5. The data processing agreement: the contract you should not skip

A DPA is the backbone of vendor compliance

If a vendor processes personal data on your behalf, a data processing agreement is usually essential. A proper DPA should define the subject matter, duration, nature, and purpose of processing; the types of data; the categories of data subjects; security obligations; subprocessor controls; deletion or return obligations; and assistance with rights requests and incidents. Without these terms, your company may have no contractual leverage if the agency stores recordings too long, uses the data outside instructions, or fails to notify you after a breach.
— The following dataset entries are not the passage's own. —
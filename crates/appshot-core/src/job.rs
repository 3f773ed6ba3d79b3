use std::fmt;
use std::str::FromStr;

use chrono::{DateTime, Utc};
use serde::{Deserialize, Serialize};
use uuid::Uuid;

use crate::error::AppError;

/// Default number of scrape attempts per job.
pub const DEFAULT_MAX_ATTEMPTS: u32 = 3;

/// The catalogs screenshots can be fetched from.
#[derive(Debug, Clone, Copy, PartialEq, Eq, Hash, Serialize, Deserialize)]
#[serde(rename_all = "lowercase")]
pub enum Store {
    PlayStore,
    AppStore,
}

impl Store {
    pub const ALL: [Store; 2] = [Store::PlayStore, Store::AppStore];

    pub fn as_str(&self) -> &'static str {
        match self {
            Store::PlayStore => "playstore",
            Store::AppStore => "appstore",
        }
    }

    /// Check that `app_id` has the shape this store uses.
    ///
    /// Play Store ids are Java-style package names (`com.example.app`);
    /// App Store ids are numeric track ids, optionally written as `id123456`.
    pub fn validate_app_id(&self, app_id: &str) -> Result<(), AppError> {
        let valid = match self {
            Store::PlayStore => is_package_name(app_id),
            Store::AppStore => {
                let digits = app_id.strip_prefix("id").unwrap_or(app_id);
                digits.len() > 3 && digits.bytes().all(|b| b.is_ascii_digit())
            }
        };
        if valid {
            Ok(())
        } else {
            Err(AppError::ValidationError(format!(
                "'{app_id}' is not a valid {self} app id"
            )))
        }
    }
}

fn is_package_name(app_id: &str) -> bool {
    if app_id.len() <= 3 || app_id.len() > 255 {
        return false;
    }
    let mut segments = 0;
    for segment in app_id.split('.') {
        let mut chars = segment.chars();
        match chars.next() {
            Some(c) if c.is_ascii_alphabetic() => {}
            _ => return false,
        }
        if !chars.all(|c| c.is_ascii_alphanumeric() || c == '_') {
            return false;
        }
        segments += 1;
    }
    segments >= 2
}

impl fmt::Display for Store {
    fn fmt(&self, f: &mut fmt::Formatter<'_>) -> fmt::Result {
        write!(f, "{}", self.as_str())
    }
}

impl FromStr for Store {
    type Err = AppError;

    fn from_str(s: &str) -> Result<Self, Self::Err> {
        match s.to_lowercase().as_str() {
            "playstore" | "play_store" | "googleplay" => Ok(Store::PlayStore),
            "appstore" | "app_store" | "itunes" => Ok(Store::AppStore),
            _ => Err(AppError::ValidationError(format!("Unknown store: {s}"))),
        }
    }
}

/// Status of a job in its lifecycle.
#[derive(Debug, Clone, Copy, PartialEq, Eq, Hash, Serialize, Deserialize)]
#[serde(rename_all = "lowercase")]
pub enum JobStatus {
    Pending,
    Queued,
    Processing,
    Retrying,
    Completed,
    Failed,
}

impl JobStatus {
    pub const ALL: [JobStatus; 6] = [
        JobStatus::Pending,
        JobStatus::Queued,
        JobStatus::Processing,
        JobStatus::Retrying,
        JobStatus::Completed,
        JobStatus::Failed,
    ];

    pub fn as_str(&self) -> &'static str {
        match self {
            JobStatus::Pending => "pending",
            JobStatus::Queued => "queued",
            JobStatus::Processing => "processing",
            JobStatus::Retrying => "retrying",
            JobStatus::Completed => "completed",
            JobStatus::Failed => "failed",
        }
    }

    pub fn is_terminal(&self) -> bool {
        matches!(self, JobStatus::Completed | JobStatus::Failed)
    }

    /// Whether the lifecycle graph has an edge `self -> next`.
    ///
    /// ```text
    /// pending -> queued -> processing -> completed
    ///              ^            |-----> failed
    ///              |            v
    ///              +------- retrying
    /// ```
    ///
    /// Any non-terminal status may also fail outright.
    pub fn can_transition_to(&self, next: JobStatus) -> bool {
        use JobStatus::*;
        match (self, next) {
            (Pending, Queued) | (Queued, Processing) | (Retrying, Queued) => true,
            (Processing, Completed) | (Processing, Retrying) => true,
            (from, Failed) => !from.is_terminal(),
            _ => false,
        }
    }
}

impl fmt::Display for JobStatus {
    fn fmt(&self, f: &mut fmt::Formatter<'_>) -> fmt::Result {
        write!(f, "{}", self.as_str())
    }
}

impl FromStr for JobStatus {
    type Err = String;

    fn from_str(s: &str) -> Result<Self, Self::Err> {
        match s.to_lowercase().as_str() {
            "pending" => Ok(JobStatus::Pending),
            "queued" => Ok(JobStatus::Queued),
            "processing" => Ok(JobStatus::Processing),
            "retrying" => Ok(JobStatus::Retrying),
            "completed" => Ok(JobStatus::Completed),
            "failed" => Ok(JobStatus::Failed),
            _ => Err(format!("Unknown job status: {}", s)),
        }
    }
}

/// Queue priority. Interactive single-app requests outrank batch work,
/// which outranks maintenance.
#[derive(Debug, Clone, Copy, PartialEq, Eq, Hash, Serialize, Deserialize)]
#[serde(rename_all = "lowercase")]
pub enum Priority {
    Interactive,
    Batch,
    Maintenance,
}

impl Priority {
    /// Numeric weight; higher is served first.
    pub fn weight(&self) -> i16 {
        match self {
            Priority::Interactive => 10,
            Priority::Batch => 5,
            Priority::Maintenance => 1,
        }
    }

    pub fn from_weight(weight: i16) -> Self {
        match weight {
            w if w >= 10 => Priority::Interactive,
            w if w >= 5 => Priority::Batch,
            _ => Priority::Maintenance,
        }
    }

    pub fn as_str(&self) -> &'static str {
        match self {
            Priority::Interactive => "interactive",
            Priority::Batch => "batch",
            Priority::Maintenance => "maintenance",
        }
    }
}

impl fmt::Display for Priority {
    fn fmt(&self, f: &mut fmt::Formatter<'_>) -> fmt::Result {
        write!(f, "{}", self.as_str())
    }
}

/// A screenshot scrape job.
#[derive(Debug, Clone, PartialEq, Serialize, Deserialize)]
pub struct Job {
    pub id: Uuid,
    pub app_id: String,
    pub store: Store,
    pub client_id: String,
    pub priority: Priority,
    pub status: JobStatus,
    pub attempt_count: u32,
    pub max_attempts: u32,
    pub created_at: DateTime<Utc>,
    pub updated_at: DateTime<Utc>,
    pub started_at: Option<DateTime<Utc>>,
    pub completed_at: Option<DateTime<Utc>>,
    pub error_message: Option<String>,
    pub result: Vec<String>,
    /// True for jobs answered straight from the screenshot cache.
    pub from_cache: bool,
}

impl Job {
    /// Build a fresh `pending` job.
    pub fn from_request(request: NewJob, now: DateTime<Utc>) -> Self {
        Self {
            id: Uuid::new_v4(),
            app_id: request.app_id,
            store: request.store,
            client_id: request.client_id,
            priority: request.priority,
            status: JobStatus::Pending,
            attempt_count: 0,
            max_attempts: request.max_attempts,
            created_at: now,
            updated_at: now,
            started_at: None,
            completed_at: None,
            error_message: None,
            result: Vec::new(),
            from_cache: false,
        }
    }

    /// Build an already-completed job backed by a cached result.
    pub fn cached(
        request: NewJob,
        result: Vec<String>,
        scraped_at: DateTime<Utc>,
        now: DateTime<Utc>,
    ) -> Self {
        let mut job = Self::from_request(request, now);
        job.status = JobStatus::Completed;
        job.completed_at = Some(scraped_at);
        job.result = result;
        job.from_cache = true;
        job
    }

    pub fn attempts_exhausted(&self) -> bool {
        self.attempt_count >= self.max_attempts
    }

    /// Rough completion percentage for polling clients.
    pub fn progress_estimate(&self) -> f32 {
        match self.status {
            JobStatus::Pending => 0.0,
            JobStatus::Queued => 10.0,
            JobStatus::Retrying => {
                let max = self.max_attempts.max(1) as f32;
                10.0 + 80.0 * (self.attempt_count as f32 / max)
            }
            JobStatus::Processing => 50.0,
            JobStatus::Completed | JobStatus::Failed => 100.0,
        }
    }

    /// Apply a lifecycle transition in place.
    ///
    /// Fails with [`AppError::StateConflict`] when the graph has no such
    /// edge, leaving the job untouched.
    pub fn apply(&mut self, transition: Transition, now: DateTime<Utc>) -> Result<(), AppError> {
        let target = transition.target();
        if !self.status.can_transition_to(target) {
            return Err(AppError::StateConflict {
                job_id: self.id,
                from: self.status,
                to: target,
            });
        }

        match transition {
            Transition::Queue => {}
            Transition::Start => {
                if self.attempts_exhausted() {
                    return Err(AppError::AttemptsExhausted {
                        job_id: self.id,
                        max_attempts: self.max_attempts,
                    });
                }
                self.attempt_count += 1;
                self.started_at = Some(now);
            }
            Transition::Complete { result } => {
                self.result = result;
                self.completed_at = Some(now);
                self.error_message = None;
            }
            Transition::Retry { error } => {
                self.error_message = Some(error);
            }
            Transition::Fail { error } => {
                self.error_message = Some(error);
                self.completed_at = Some(now);
            }
        }

        self.status = target;
        self.updated_at = now;
        Ok(())
    }
}

/// Request to create a new job.
#[derive(Debug, Clone)]
pub struct NewJob {
    pub app_id: String,
    pub store: Store,
    pub client_id: String,
    pub priority: Priority,
    pub max_attempts: u32,
}

impl NewJob {
    pub fn new(app_id: impl Into<String>, store: Store, client_id: impl Into<String>) -> Self {
        Self {
            app_id: app_id.into(),
            store,
            client_id: client_id.into(),
            priority: Priority::Interactive,
            max_attempts: DEFAULT_MAX_ATTEMPTS,
        }
    }

    pub fn with_priority(mut self, priority: Priority) -> Self {
        self.priority = priority;
        self
    }

    pub fn with_max_attempts(mut self, max: u32) -> Self {
        self.max_attempts = max;
        self
    }
}

/// A requested lifecycle step, carrying the fields it sets.
#[derive(Debug, Clone, PartialEq)]
pub enum Transition {
    /// `pending|retrying -> queued`
    Queue,
    /// `queued -> processing`; counts one attempt and stamps `started_at`.
    Start,
    /// `processing -> completed`
    Complete { result: Vec<String> },
    /// `processing -> retrying`
    Retry { error: String },
    /// any non-terminal status `-> failed`
    Fail { error: String },
}

impl Transition {
    pub fn target(&self) -> JobStatus {
        match self {
            Transition::Queue => JobStatus::Queued,
            Transition::Start => JobStatus::Processing,
            Transition::Complete { .. } => JobStatus::Completed,
            Transition::Retry { .. } => JobStatus::Retrying,
            Transition::Fail { .. } => JobStatus::Failed,
        }
    }
}

/// Message published to a store queue.
///
/// `attempt` is the number of attempts already made when it was published.
#[derive(Debug, Clone, PartialEq, Eq, Serialize, Deserialize)]
pub struct QueueMessage {
    pub job_id: Uuid,
    pub app_id: String,
    pub store: Store,
    pub attempt: u32,
    /// Scrape even if a result was cached after the job was submitted.
    #[serde(default)]
    pub force_refresh: bool,
}

impl QueueMessage {
    pub fn for_job(job: &Job) -> Self {
        Self {
            job_id: job.id,
            app_id: job.app_id.clone(),
            store: job.store,
            attempt: job.attempt_count,
            force_refresh: false,
        }
    }

    pub fn with_force_refresh(mut self, force_refresh: bool) -> Self {
        self.force_refresh = force_refresh;
        self
    }
}

/// What a polling client sees.
#[derive(Debug, Clone, Serialize)]
pub struct JobStatusReport {
    pub job_id: Uuid,
    pub app_id: String,
    pub store: Store,
    pub status: JobStatus,
    pub result: Vec<String>,
    pub progress_estimate: f32,
    pub attempt_count: u32,
    pub max_attempts: u32,
    pub error_message: Option<String>,
    pub from_cache: bool,
    pub created_at: DateTime<Utc>,
    pub completed_at: Option<DateTime<Utc>>,
}

impl From<Job> for JobStatusReport {
    fn from(job: Job) -> Self {
        let progress_estimate = job.progress_estimate();
        Self {
            job_id: job.id,
            app_id: job.app_id,
            store: job.store,
            status: job.status,
            result: job.result,
            progress_estimate,
            attempt_count: job.attempt_count,
            max_attempts: job.max_attempts,
            error_message: job.error_message,
            from_cache: job.from_cache,
            created_at: job.created_at,
            completed_at: job.completed_at,
        }
    }
}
The DPA should also reflect practical research realities. For example, if a survey platform uses hosting vendors, transcription tools, or fraud detection services, those subprocessors should be named or at least subject to approval and disclosure. If the vendor retains de-identified or aggregated analytics, the contract should distinguish that from raw personal data. If data is transferred across borders, the contract should address transfer mechanisms and the vendor’s responsibility to monitor legal changes.

Security, deletion, and audit rights are not optional extras

Businesses often focus on price and turnaround time, but the contract should also address security standards. Ask for encryption in transit and at rest, role-based access, MFA, logging, secure development practices, and incident response timelines. Require deletion certificates or written confirmation of return/deletion when the project ends. If the vendor resists audit rights, at least negotiate a right to obtain security documentation, a summary of controls, and copies of relevant certifications or penetration test summaries where appropriate.

Think of the DPA as the operational version of your privacy promise. Your privacy policy tells participants what you intend to do; the DPA ensures your vendor actually follows through. This is also where a strong vendor onboarding process helps. Businesses that already use structured procurement for technology and risk decisions will find it easier to evaluate enterprise IT readiness roadmaps or privacy-sensitive service providers using the same discipline.

Indemnities should match the real risk profile

Indemnity language matters when a vendor mishandles data or violates instructions. The business commissioning the research should not absorb unlimited exposure for a vendor’s negligence. At the same time, the indemnity should be commercially realistic and tied to actual losses, fines, defense costs, and third-party claims. If the project is highly sensitive, consider higher liability caps for data breaches, confidentiality violations, or unlawful disclosure. A weak contract can leave you paying for a vendor’s shortcuts long after the project is finished.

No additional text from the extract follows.